## SOURCE RECORDS
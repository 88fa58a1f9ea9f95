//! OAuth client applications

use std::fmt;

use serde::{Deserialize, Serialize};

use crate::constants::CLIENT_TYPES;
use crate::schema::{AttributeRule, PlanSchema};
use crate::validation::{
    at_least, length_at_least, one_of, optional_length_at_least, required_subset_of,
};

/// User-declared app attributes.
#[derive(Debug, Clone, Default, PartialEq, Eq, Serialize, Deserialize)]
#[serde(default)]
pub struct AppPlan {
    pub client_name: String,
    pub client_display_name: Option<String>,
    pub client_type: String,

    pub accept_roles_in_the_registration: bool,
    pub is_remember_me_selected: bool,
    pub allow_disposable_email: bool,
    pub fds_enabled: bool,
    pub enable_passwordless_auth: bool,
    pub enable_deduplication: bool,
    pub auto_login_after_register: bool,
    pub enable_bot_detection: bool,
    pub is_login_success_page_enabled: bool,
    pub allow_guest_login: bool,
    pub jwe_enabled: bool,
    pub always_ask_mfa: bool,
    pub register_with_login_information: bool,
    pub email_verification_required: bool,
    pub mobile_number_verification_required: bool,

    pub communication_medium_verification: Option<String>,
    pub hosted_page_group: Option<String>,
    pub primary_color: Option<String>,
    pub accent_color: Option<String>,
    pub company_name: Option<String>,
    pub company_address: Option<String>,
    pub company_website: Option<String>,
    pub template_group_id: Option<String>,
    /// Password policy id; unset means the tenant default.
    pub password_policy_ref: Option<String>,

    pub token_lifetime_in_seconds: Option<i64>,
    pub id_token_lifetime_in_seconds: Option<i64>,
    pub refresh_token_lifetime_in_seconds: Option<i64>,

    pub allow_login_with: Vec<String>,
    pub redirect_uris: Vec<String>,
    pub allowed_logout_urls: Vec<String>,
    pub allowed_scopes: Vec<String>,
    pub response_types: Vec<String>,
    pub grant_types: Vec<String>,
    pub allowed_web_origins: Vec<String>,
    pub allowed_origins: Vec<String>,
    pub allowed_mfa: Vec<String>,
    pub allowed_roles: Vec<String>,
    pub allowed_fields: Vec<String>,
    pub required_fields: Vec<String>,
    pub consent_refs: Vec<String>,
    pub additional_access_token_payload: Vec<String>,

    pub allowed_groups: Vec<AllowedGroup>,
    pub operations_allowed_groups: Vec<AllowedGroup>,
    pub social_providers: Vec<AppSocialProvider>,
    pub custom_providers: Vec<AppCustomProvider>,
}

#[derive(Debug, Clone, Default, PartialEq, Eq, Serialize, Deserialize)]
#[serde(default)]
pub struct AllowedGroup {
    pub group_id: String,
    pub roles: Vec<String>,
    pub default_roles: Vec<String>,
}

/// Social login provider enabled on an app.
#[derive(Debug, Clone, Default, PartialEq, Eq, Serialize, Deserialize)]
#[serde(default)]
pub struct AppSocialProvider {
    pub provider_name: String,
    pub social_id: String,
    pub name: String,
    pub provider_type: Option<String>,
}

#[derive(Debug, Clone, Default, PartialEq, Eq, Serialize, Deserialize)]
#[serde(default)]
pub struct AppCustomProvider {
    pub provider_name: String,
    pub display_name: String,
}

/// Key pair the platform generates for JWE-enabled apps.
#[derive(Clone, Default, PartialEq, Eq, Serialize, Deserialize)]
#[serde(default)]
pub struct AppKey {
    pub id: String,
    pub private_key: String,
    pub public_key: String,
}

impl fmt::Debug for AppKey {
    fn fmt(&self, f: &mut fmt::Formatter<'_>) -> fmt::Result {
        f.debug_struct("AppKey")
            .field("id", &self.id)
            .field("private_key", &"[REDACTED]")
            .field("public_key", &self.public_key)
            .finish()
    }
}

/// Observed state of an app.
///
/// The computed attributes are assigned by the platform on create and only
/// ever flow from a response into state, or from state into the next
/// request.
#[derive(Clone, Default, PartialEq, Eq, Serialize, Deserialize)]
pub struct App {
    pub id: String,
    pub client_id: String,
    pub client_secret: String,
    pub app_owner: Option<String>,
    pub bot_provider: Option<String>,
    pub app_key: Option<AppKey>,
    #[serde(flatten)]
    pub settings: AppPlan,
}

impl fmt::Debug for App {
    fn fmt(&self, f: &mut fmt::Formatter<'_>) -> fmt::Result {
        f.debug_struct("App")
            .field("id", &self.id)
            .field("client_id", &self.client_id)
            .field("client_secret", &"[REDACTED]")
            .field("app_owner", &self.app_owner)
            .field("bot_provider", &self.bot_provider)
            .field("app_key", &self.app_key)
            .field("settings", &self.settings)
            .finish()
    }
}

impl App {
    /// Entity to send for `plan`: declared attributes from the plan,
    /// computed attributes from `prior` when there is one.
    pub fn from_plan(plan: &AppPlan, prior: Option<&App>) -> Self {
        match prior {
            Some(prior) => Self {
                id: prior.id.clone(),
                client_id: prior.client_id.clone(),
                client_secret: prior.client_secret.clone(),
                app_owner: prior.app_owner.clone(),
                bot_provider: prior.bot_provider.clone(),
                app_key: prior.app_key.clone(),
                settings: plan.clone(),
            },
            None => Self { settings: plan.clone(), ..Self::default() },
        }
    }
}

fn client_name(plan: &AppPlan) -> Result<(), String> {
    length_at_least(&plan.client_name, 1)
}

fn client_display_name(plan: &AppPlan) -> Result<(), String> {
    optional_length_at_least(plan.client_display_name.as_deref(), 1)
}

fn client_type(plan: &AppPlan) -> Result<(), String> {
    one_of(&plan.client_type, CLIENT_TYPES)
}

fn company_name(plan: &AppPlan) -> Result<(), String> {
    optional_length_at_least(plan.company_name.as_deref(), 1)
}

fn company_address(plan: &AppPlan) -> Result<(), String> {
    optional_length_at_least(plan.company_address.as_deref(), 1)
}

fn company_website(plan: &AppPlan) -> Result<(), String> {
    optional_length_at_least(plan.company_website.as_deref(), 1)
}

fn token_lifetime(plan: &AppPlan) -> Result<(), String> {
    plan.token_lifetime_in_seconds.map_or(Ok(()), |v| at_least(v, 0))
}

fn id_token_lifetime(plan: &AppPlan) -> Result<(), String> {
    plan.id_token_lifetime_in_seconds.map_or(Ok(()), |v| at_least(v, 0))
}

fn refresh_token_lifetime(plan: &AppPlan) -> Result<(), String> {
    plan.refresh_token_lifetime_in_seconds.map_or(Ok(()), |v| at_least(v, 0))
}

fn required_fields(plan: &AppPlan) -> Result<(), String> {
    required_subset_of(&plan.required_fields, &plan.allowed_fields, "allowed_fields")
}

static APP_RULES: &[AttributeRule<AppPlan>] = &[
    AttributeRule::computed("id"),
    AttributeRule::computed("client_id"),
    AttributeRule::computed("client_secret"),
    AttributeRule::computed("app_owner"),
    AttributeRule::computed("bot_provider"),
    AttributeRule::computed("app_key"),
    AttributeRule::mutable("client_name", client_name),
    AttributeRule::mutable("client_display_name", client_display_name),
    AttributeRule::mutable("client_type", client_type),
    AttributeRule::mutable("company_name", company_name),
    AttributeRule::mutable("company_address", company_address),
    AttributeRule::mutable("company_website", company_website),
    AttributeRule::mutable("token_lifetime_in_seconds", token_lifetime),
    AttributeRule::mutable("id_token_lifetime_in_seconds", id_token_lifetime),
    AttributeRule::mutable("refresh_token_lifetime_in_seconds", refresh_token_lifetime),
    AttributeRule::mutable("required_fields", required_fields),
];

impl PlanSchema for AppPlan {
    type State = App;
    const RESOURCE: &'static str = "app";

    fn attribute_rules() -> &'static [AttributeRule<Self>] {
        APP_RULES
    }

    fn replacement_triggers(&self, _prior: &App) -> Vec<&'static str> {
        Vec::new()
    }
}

## TASK STATEMENT
Reprint the complete listing exactly.

## EXERCISE RESPONSE
repository 88fa58a1f9ea9f95
//! OAuth client applications

use std::fmt;

use serde::{Deserialize, Serialize};

use crate::constants::CLIENT_TYPES;
use crate::schema::{AttributeRule, PlanSchema};
use crate::validation::{
    at_least, length_at_least, one_of, optional_length_at_least, required_subset_of,
};

/// User-declared app attributes.
#[derive(Debug, Clone, Default, PartialEq, Eq, Serialize, Deserialize)]
#[serde(default)]
pub struct AppPlan {
    pub client_name: String,
    pub client_display_name: Option<String>,
    pub client_type: String,

    pub accept_roles_in_the_registration: bool,
    pub is_remember_me_selected: bool,
    pub allow_disposable_email: bool,
    pub fds_enabled: bool,
    pub enable_passwordless_auth: bool,
    pub enable_deduplication: bool,
    pub auto_login_after_register: bool,
    pub enable_bot_detection: bool,
    pub is_login_success_page_enabled: bool,
    pub allow_guest_login: bool,
    pub jwe_enabled: bool,
    pub always_ask_mfa: bool,
    pub register_with_login_information: bool,
    pub email_verification_required: bool,
    pub mobile_number_verification_required: bool,

    pub communication_medium_verification: Option<String>,
    pub hosted_page_group: Option<String>,
    pub primary_color: Option<String>,
    pub accent_color: Option<String>,
    pub company_name: Option<String>,
    pub company_address: Option<String>,
    pub company_website: Option<String>,
    pub template_group_id: Option<String>,
    /// Password policy id; unset means the tenant default.
    pub password_policy_ref: Option<String>,

    pub token_lifetime_in_seconds: Option<i64>,
    pub id_token_lifetime_in_seconds: Option<i64>,
    pub refresh_token_lifetime_in_seconds: Option<i64>,

    pub allow_login_with: Vec<String>,
    pub redirect_uris: Vec<String>,
    pub allowed_logout_urls: Vec<String>,
    pub allowed_scopes: Vec<String>,
    pub response_types: Vec<String>,
    pub grant_types: Vec<String>,
    pub allowed_web_origins: Vec<String>,
    pub allowed_origins: Vec<String>,
    pub allowed_mfa: Vec<String>,
    pub allowed_roles: Vec<String>,
    pub allowed_fields: Vec<String>,
    pub required_fields: Vec<String>,
    pub consent_refs: Vec<String>,
    pub additional_access_token_payload: Vec<String>,

    pub allowed_groups: Vec<AllowedGroup>,
    pub operations_allowed_groups: Vec<AllowedGroup>,
    pub social_providers: Vec<AppSocialProvider>,
    pub custom_providers: Vec<AppCustomProvider>,
}

#[derive(Debug, Clone, Default, PartialEq, Eq, Serialize, Deserialize)]
#[serde(default)]
pub struct AllowedGroup {
    pub group_id: String,
    pub roles: Vec<String>,
    pub default_roles: Vec<String>,
}

/// Social login provider enabled on an app.
#[derive(Debug, Clone, Default, PartialEq, Eq, Serialize, Deserialize)]
#[serde(default)]
pub struct AppSocialProvider {
    pub provider_name: String,
    pub social_id: String,
    pub name: String,
    pub provider_type: Option<String>,
}

#[derive(Debug, Clone, Default, PartialEq, Eq, Serialize, Deserialize)]
#[serde(default)]
pub struct AppCustomProvider {
    pub provider_name: String,
    pub display_name: String,
}

/// Key pair the platform generates for JWE-enabled apps.
#[derive(Clone, Default, PartialEq, Eq, Serialize, Deserialize)]
#[serde(default)]
pub struct AppKey {
    pub id: String,
    pub private_key: String,
    pub public_key: String,
}

impl fmt::Debug for AppKey {
    fn fmt(&self, f: &mut fmt::Formatter<'_>) -> fmt::Result {
        f.debug_struct("AppKey")
            .field("id", &self.id)
            .field("private_key", &"[REDACTED]")
            .field("public_key", &self.public_key)
            .finish()
    }
}

/// Observed state of an app.
///
/// The computed attributes are assigned by the platform on create and only
/// ever flow from a response into state, or from state into the next
/// request.
#[derive(Clone, Default, PartialEq, Eq, Serialize, Deserialize)]
pub struct App {
    pub id: String,
    pub client_id: String,
    pub client_secret: String,
    pub app_owner: Option<String>,
    pub bot_provider: Option<String>,
    pub app_key: Option<AppKey>,
    #[serde(flatten)]
    pub settings: AppPlan,
}

impl fmt::Debug for App {
    fn fmt(&self, f: &mut fmt::Formatter<'_>) -> fmt::Result {
        f.debug_struct("App")
            .field("id", &self.id)
            .field("client_id", &self.client_id)
            .field("client_secret", &"[REDACTED]")
            .field("app_owner", &self.app_owner)
            .field("bot_provider", &self.bot_provider)
            .field("app_key", &self.app_key)
            .field("settings", &self.settings)
            .finish()
    }
}

impl App {
    /// Entity to send for `plan`: declared attributes from the plan,
    /// computed attributes from `prior` when there is one.
    pub fn from_plan(plan: &AppPlan, prior: Option<&App>) -> Self {
        match prior {
            Some(prior) => Self {
                id: prior.id.clone(),
                client_id: prior.client_id.clone(),
                client_secret: prior.client_secret.clone(),
                app_owner: prior.app_owner.clone(),
                bot_provider: prior.bot_provider.clone(),
                app_key: prior.app_key.clone(),
                settings: plan.clone(),
            },
            None => Self { settings: plan.clone(), ..Self::default() },
        }
    }
}

fn client_name(plan: &AppPlan) -> Result<(), String> {
    length_at_least(&plan.client_name, 1)
}

fn client_display_name(plan: &AppPlan) -> Result<(), String> {
    optional_length_at_least(plan.client_display_name.as_deref(), 1)
}

fn client_type(plan: &AppPlan) -> Result<(), String> {
    one_of(&plan.client_type, CLIENT_TYPES)
}

fn company_name(plan: &AppPlan) -> Result<(), String> {
    optional_length_at_least(plan.company_name.as_deref(), 1)
}

fn company_address(plan: &AppPlan) -> Result<(), String> {
    optional_length_at_least(plan.company_address.as_deref(), 1)
}

fn company_website(plan: &AppPlan) -> Result<(), String> {
    optional_length_at_least(plan.company_website.as_deref(), 1)
}

fn token_lifetime(plan: &AppPlan) -> Result<(), String> {
    plan.token_lifetime_in_seconds.map_or(Ok(()), |v| at_least(v, 0))
}

fn id_token_lifetime(plan: &AppPlan) -> Result<(), String> {
    plan.id_token_lifetime_in_seconds.map_or(Ok(()), |v| at_least(v, 0))
}

fn refresh_token_lifetime(plan: &AppPlan) -> Result<(), String> {
    plan.refresh_token_lifetime_in_seconds.map_or(Ok(()), |v| at_least(v, 0))
}

fn required_fields(plan: &AppPlan) -> Result<(), String> {
    required_subset_of(&plan.required_fields, &plan.allowed_fields, "allowed_fields")
}

static APP_RULES: &[AttributeRule<AppPlan>] = &[
    AttributeRule::computed("id"),
    AttributeRule::computed("client_id"),
    AttributeRule::computed("client_secret"),
    AttributeRule::computed("app_owner"),
    AttributeRule::computed("bot_provider"),
    AttributeRule::computed("app_key"),
    AttributeRule::mutable("client_name", client_name),
    AttributeRule::mutable("client_display_name", client_display_name),
    AttributeRule::mutable("client_type", client_type),
    AttributeRule::mutable("company_name", company_name),
    AttributeRule::mutable("company_address", company_address),
    AttributeRule::mutable("company_website", company_website),
    AttributeRule::mutable("token_lifetime_in_seconds", token_lifetime),
    AttributeRule::mutable("id_token_lifetime_in_seconds", id_token_lifetime),
    AttributeRule::mutable("refresh_token_lifetime_in_seconds", refresh_token_lifetime),
    AttributeRule::mutable("required_fields", required_fields),
];

impl PlanSchema for AppPlan {
    type State = App;
    const RESOURCE: &'static str = "app";

    fn attribute_rules() -> &'static [AttributeRule<Self>] {
        APP_RULES
    }

    fn replacement_triggers(&self, _prior: &App) -> Vec<&'static str> {
        Vec::new()
    }
}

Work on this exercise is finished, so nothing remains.